** To do **
Only lines that contain the word "ApiError" are to be returned from the data below.
** Opening Input for this task block **
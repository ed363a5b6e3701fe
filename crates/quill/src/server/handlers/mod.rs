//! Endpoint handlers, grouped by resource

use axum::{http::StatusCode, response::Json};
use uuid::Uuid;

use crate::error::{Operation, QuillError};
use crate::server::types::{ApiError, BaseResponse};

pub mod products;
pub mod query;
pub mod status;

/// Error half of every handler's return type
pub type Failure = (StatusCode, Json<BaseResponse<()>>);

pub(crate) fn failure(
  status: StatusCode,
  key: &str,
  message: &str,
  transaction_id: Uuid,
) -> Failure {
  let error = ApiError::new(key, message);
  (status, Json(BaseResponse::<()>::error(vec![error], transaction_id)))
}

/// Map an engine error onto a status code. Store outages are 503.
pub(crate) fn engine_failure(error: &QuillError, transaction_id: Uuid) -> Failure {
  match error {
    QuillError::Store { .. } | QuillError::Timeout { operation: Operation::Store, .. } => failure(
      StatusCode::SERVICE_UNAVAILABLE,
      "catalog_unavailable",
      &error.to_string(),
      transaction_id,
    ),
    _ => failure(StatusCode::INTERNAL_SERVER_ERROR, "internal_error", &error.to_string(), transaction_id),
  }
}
** Closing Input for this task block **
** Answer box **
use crate::server::types::{ApiError, BaseResponse};
  let error = ApiError::new(key, message);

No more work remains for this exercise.